» **YOUR TASK**: Read the data, and whenever a line holds the word "width", report that line.

==========

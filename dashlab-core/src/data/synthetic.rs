//! Offline provider producing deterministic random-walk bars.
//!
//! Used when the dashboard runs with `--offline` and in tests that need a
//! realistic-looking series without the network. The walk is seeded from the
//! symbol, so the same symbol always yields the same prices for a given date.

use chrono::{Datelike, Duration, NaiveDate, Weekday};
use rand::rngs::StdRng;
use rand::{Rng, SeedableRng};

use super::provider::{DataError, DataProvider, DataSource, FetchResult};
use crate::domain::Bar;

/// Generates weekday bars starting from a fixed anchor date.
///
/// Bars are generated from `anchor` forward and then clipped to the requested
/// range, which keeps a symbol's price on a given date independent of the
/// window being viewed.
#[derive(Debug, Clone)]
pub struct SyntheticProvider {
    anchor: NaiveDate,
    start_price: f64,
}

impl Default for SyntheticProvider {
    fn default() -> Self {
        Self {
            anchor: NaiveDate::from_ymd_opt(2015, 1, 1).unwrap_or_default(),
            start_price: 100.0,
        }
    }
}

impl SyntheticProvider {
    pub fn new(anchor: NaiveDate, start_price: f64) -> Self {
        Self {
            anchor,
            start_price,
        }
    }

    fn generate(&self, symbol: &str, end: NaiveDate) -> Vec<Bar> {
        // Deterministic seed from symbol name
        let seed: [u8; 32] = *blake3::hash(symbol.as_bytes()).as_bytes();
        let mut rng = StdRng::from_seed(seed);

        let mut bars = Vec::new();
        let mut price = self.start_price;
        let mut current = self.anchor;

        while current < end {
            // Skip weekends (simple heuristic)
            let weekday = current.weekday();
            if weekday == Weekday::Sat || weekday == Weekday::Sun {
                current += Duration::days(1);
                continue;
            }

            let daily_return: f64 = rng.gen_range(-0.03..0.03);
            let open = price;
            let close = price * (1.0 + daily_return);
            let high = open.max(close) * (1.0 + rng.gen_range(0.0..0.01));
            let low = open.min(close) * (1.0 - rng.gen_range(0.0..0.01));
            let volume = rng.gen_range(500_000..5_000_000u64);

            bars.push(Bar {
                date: current,
                open,
                high,
                low,
                close,
                volume,
                adj_close: close,
            });

            price = close;
            current += Duration::days(1);
        }

        bars
    }
}

impl DataProvider for SyntheticProvider {
    fn name(&self) -> &str {
        "synthetic"
    }

    fn fetch(
        &self,
        symbol: &str,
        start: NaiveDate,
        end: NaiveDate,
    ) -> Result<FetchResult, DataError> {
        if symbol.trim().is_empty() {
            return Err(DataError::SymbolNotFound {
                symbol: symbol.to_string(),
            });
        }
        let bars = self
            .generate(symbol, end)
            .into_iter()
            .filter(|b| b.date >= start && b.date < end)
            .collect();
        Ok(FetchResult {
            symbol: symbol.to_string(),
            bars,
            source: DataSource::Synthetic,
        })
    }
}
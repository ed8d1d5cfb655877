//! Session configuration.
//!
//! Everything the dashboards used to compute at load time (default ticker,
//! default window, timeouts) lives here and is handed to the engine when a
//! session starts. Every field has a default, so an empty or partial TOML file
//! is valid.

use std::path::{Path, PathBuf};
use std::time::Duration;

use chrono::NaiveDate;
use serde::{Deserialize, Serialize};
use thiserror::Error;

use crate::domain::{CategoryQuery, DateRange, SelectorState};

#[derive(Debug, Error)]
pub enum ConfigError {
    #[error("failed to read {}: {source}", path.display())]
    Read {
        path: PathBuf,
        #[source]
        source: std::io::Error,
    },

    #[error("failed to parse TOML: {0}")]
    Parse(#[from] toml::de::Error),

    #[error("invalid config: {0}")]
    Invalid(String),
}

/// Per-session settings for the engine and both dashboards.
#[derive(Debug, Clone, PartialEq, Serialize, Deserialize)]
#[serde(default)]
pub struct SessionConfig {
    /// Ticker selected when the session starts.
    pub default_symbol: String,
    /// Length of the default date window, ending today.
    pub default_window_weeks: u32,
    /// Column the price metrics are computed over.
    pub primary_field: String,
    /// Upper bound on a single upstream request.
    pub fetch_timeout_secs: u64,
    /// Maximum number of distinct selector states kept in the session cache.
    pub cache_capacity: usize,
    /// Moving-average overlays on the price chart.
    pub sma_periods: Vec<usize>,
    /// Initial histogram bin count.
    pub histogram_bins: usize,
    /// Optional TOML file with the ticker choices.
    pub universe_path: Option<PathBuf>,
    pub table: TableConfig,
}

/// Settings for the static-table dashboard.
#[derive(Debug, Clone, PartialEq, Serialize, Deserialize)]
#[serde(default)]
pub struct TableConfig {
    /// CSV to load instead of the bundled tips sample.
    pub path: Option<PathBuf>,
    /// Numeric column summed and averaged in the value boxes.
    pub value_field: String,
    /// Numerator of the average-ratio metric (ratio_field / value_field).
    pub ratio_field: Option<String>,
    /// Columns offered as categorical filters.
    pub category_fields: Vec<String>,
    /// Scatter plot axes.
    pub x_field: String,
    pub y_field: String,
}

impl Default for SessionConfig {
    fn default() -> Self {
        Self {
            default_symbol: "AAPL".into(),
            default_window_weeks: 26,
            primary_field: "Close".into(),
            fetch_timeout_secs: 10,
            cache_capacity: 16,
            sma_periods: vec![20],
            histogram_bins: 10,
            universe_path: None,
            table: TableConfig::default(),
        }
    }
}

impl Default for TableConfig {
    fn default() -> Self {
        Self {
            path: None,
            value_field: "total_bill".into(),
            ratio_field: Some("tip".into()),
            category_fields: vec!["sex".into(), "smoker".into(), "day".into(), "time".into()],
            x_field: "total_bill".into(),
            y_field: "tip".into(),
        }
    }
}

impl SessionConfig {
    pub fn from_file(path: &Path) -> Result<Self, ConfigError> {
        let content = std::fs::read_to_string(path).map_err(|e| ConfigError::Read {
            path: path.to_path_buf(),
            source: e,
        })?;
        Self::from_toml(&content)
    }

    /// Parse and validate.
    pub fn from_toml(content: &str) -> Result<Self, ConfigError> {
        let config: Self = toml::from_str(content)?;
        config.validate()?;
        Ok(config)
    }

    pub fn validate(&self) -> Result<(), ConfigError> {
        if self.default_symbol.trim().is_empty() {
            return Err(ConfigError::Invalid("default_symbol is empty".into()));
        }
        if self.default_window_weeks == 0 {
            return Err(ConfigError::Invalid("default_window_weeks must be >= 1".into()));
        }
        if self.fetch_timeout_secs == 0 {
            return Err(ConfigError::Invalid("fetch_timeout_secs must be >= 1".into()));
        }
        if self.cache_capacity == 0 {
            return Err(ConfigError::Invalid("cache_capacity must be >= 1".into()));
        }
        if self.histogram_bins == 0 {
            return Err(ConfigError::Invalid("histogram_bins must be >= 1".into()));
        }
        if self.sma_periods.iter().any(|&p| p == 0) {
            return Err(ConfigError::Invalid("sma_periods must all be >= 1".into()));
        }
        Ok(())
    }

    pub fn fetch_timeout(&self) -> Duration {
        Duration::from_secs(self.fetch_timeout_secs)
    }

    /// The stock dashboard's opening selector: default ticker over the default window ending `today`.
    pub fn default_selector(&self, today: NaiveDate) -> SelectorState {
        SelectorState::ticker(
            &self.default_symbol,
            DateRange::last_weeks(today, self.default_window_weeks),
        )
        .with_bins(self.histogram_bins)
    }

    /// The table dashboard's opening selector: no filters.
    pub fn default_table_selector(&self) -> SelectorState {
        SelectorState::category(CategoryQuery::new()).with_bins(self.histogram_bins)
    }
}

#[cfg(test)]
mod tests {
    use super::*;
    use crate::domain::Query;

    #[test]
    fn empty_toml_gives_defaults() {
        let c = SessionConfig::from_toml("").unwrap();
        assert_eq!(c, SessionConfig::default());
        assert_eq!(c.fetch_timeout(), Duration::from_secs(10));
    }

    #[test]
    fn partial_toml_overrides_fields() {
        let c = SessionConfig::from_toml(
            r#"
            default_symbol = "MSFT"
            sma_periods = [10, 50]

            [table]
            value_field = "bill"
            "#,
        )
        .unwrap();
        assert_eq!(c.default_symbol, "MSFT");
        assert_eq!(c.sma_periods, vec![10, 50]);
        assert_eq!(c.table.value_field, "bill");
        assert_eq!(c.table.y_field, "tip");
        assert_eq!(c.default_window_weeks, 26);
    }

    #[test]
    fn zero_values_are_rejected() {
        assert!(SessionConfig::from_toml("cache_capacity = 0").is_err());
        assert!(SessionConfig::from_toml("histogram_bins = 0").is_err());
        assert!(SessionConfig::from_toml("sma_periods = [0]").is_err());
        assert!(SessionConfig::from_toml("default_symbol = \" \"").is_err());
    }

    #[test]
    fn malformed_toml_is_a_parse_error() {
        assert!(matches!(
            SessionConfig::from_toml("default_window_weeks = \"many\""),
            Err(ConfigError::Parse(_))
        ));
    }

    #[test]
    fn default_selector_is_26_weeks_ending_today() {
        let today = NaiveDate::from_ymd_opt(2024, 7, 1).unwrap();
        let s = SessionConfig::default().default_selector(today);
        match s.query {
            Query::Ticker { symbol, range } => {
                assert_eq!(symbol, "AAPL");
                assert_eq!(range.end, today);
                assert_eq!((range.end - range.start).num_days(), 26 * 7);
            }
            other => panic!("expected ticker query, got {other:?}"),
        }
        assert_eq!(s.bins, 10);
    }
}
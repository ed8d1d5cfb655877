//! Equal-width histogram.
//!
//! Edges follow the usual convention: `bins + 1` evenly spaced edges from the
//! minimum to the maximum finite value. Every bin is half-open `[lo, hi)`
//! except the last, which also includes its right edge. A constant series is
//! widened to `[v - 0.5, v + 0.5]`; an empty one to `[0, 1]`.

use serde::Serialize;

#[derive(Debug, Clone, PartialEq, Serialize)]
pub struct Histogram {
    pub edges: Vec<f64>,
    pub counts: Vec<usize>,
}

impl Histogram {
    /// Bin the finite entries of `values`. NaN and infinities are skipped.
    pub fn compute(values: &[f64], bins: usize) -> Self {
        let bins = bins.max(1);
        let finite: Vec<f64> = values.iter().copied().filter(|v| v.is_finite()).collect();

        let (lo, hi) = match finite.iter().copied().fold(None, |acc: Option<(f64, f64)>, v| {
            Some(match acc {
                None => (v, v),
                Some((lo, hi)) => (lo.min(v), hi.max(v)),
            })
        }) {
            None => (0.0, 1.0),
            Some((lo, hi)) if lo == hi => (lo - 0.5, hi + 0.5),
            Some(bounds) => bounds,
        };

        let width = (hi - lo) / bins as f64;
        let mut edges: Vec<f64> = (0..bins).map(|i| lo + width * i as f64).collect();
        edges.push(hi);

        let mut counts = vec![0usize; bins];
        for v in finite {
            let idx = (((v - lo) / width) as usize).min(bins - 1);
            counts[idx] += 1;
        }

        Self { edges, counts }
    }

    pub fn bins(&self) -> usize {
        self.counts.len()
    }

    /// Number of values binned.
    pub fn total(&self) -> usize {
        self.counts.iter().sum()
    }

    pub fn max_count(&self) -> usize {
        self.counts.iter().copied().max().unwrap_or(0)
    }

    /// Left and right edge of bin `i`.
    pub fn bin_range(&self, i: usize) -> Option<(f64, f64)> {
        Some((*self.edges.get(i)?, *self.edges.get(i + 1)?))
    }
}

#[cfg(test)]
mod tests {
    use super::*;
    use crate::indicators::{assert_approx, DEFAULT_EPSILON};

    #[test]
    fn evenly_spaced_edges() {
        let h = Histogram::compute(&[0.0, 1.0, 2.0, 3.0, 4.0], 4);
        assert_eq!(h.edges, vec![0.0, 1.0, 2.0, 3.0, 4.0]);
        // Max value lands in the closed last bin
        assert_eq!(h.counts, vec![1, 1, 1, 2]);
        assert_eq!(h.total(), 5);
        assert_eq!(h.max_count(), 2);
    }

    #[test]
    fn non_finite_values_are_skipped() {
        let h = Histogram::compute(&[1.0, f64::NAN, 2.0, f64::INFINITY], 2);
        assert_eq!(h.total(), 2);
        assert_eq!(h.bin_range(0), Some((1.0, 1.5)));
    }

    #[test]
    fn constant_series_is_widened() {
        let h = Histogram::compute(&[5.0, 5.0, 5.0], 2);
        assert_approx(h.edges[0], 4.5, DEFAULT_EPSILON);
        assert_approx(h.edges[2], 5.5, DEFAULT_EPSILON);
        assert_eq!(h.counts, vec![0, 3]);
    }

    #[test]
    fn empty_series_has_unit_range() {
        let h = Histogram::compute(&[], 3);
        assert_eq!(h.bins(), 3);
        assert_eq!(h.total(), 0);
        assert_eq!(h.edges.first(), Some(&0.0));
        assert_eq!(h.edges.last(), Some(&1.0));
        assert_eq!(h.bin_range(3), None);
    }

    #[test]
    fn zero_bins_means_one() {
        let h = Histogram::compute(&[1.0, 2.0], 0);
        assert_eq!(h.counts, vec![2]);
    }
}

==========

» **RESULT FOR THIS TASK**:
//! Equal-width histogram.
        let width = (hi - lo) / bins as f64;
        let mut edges: Vec<f64> = (0..bins).map(|i| lo + width * i as f64).collect();
            let idx = (((v - lo) / width) as usize).min(bins - 1);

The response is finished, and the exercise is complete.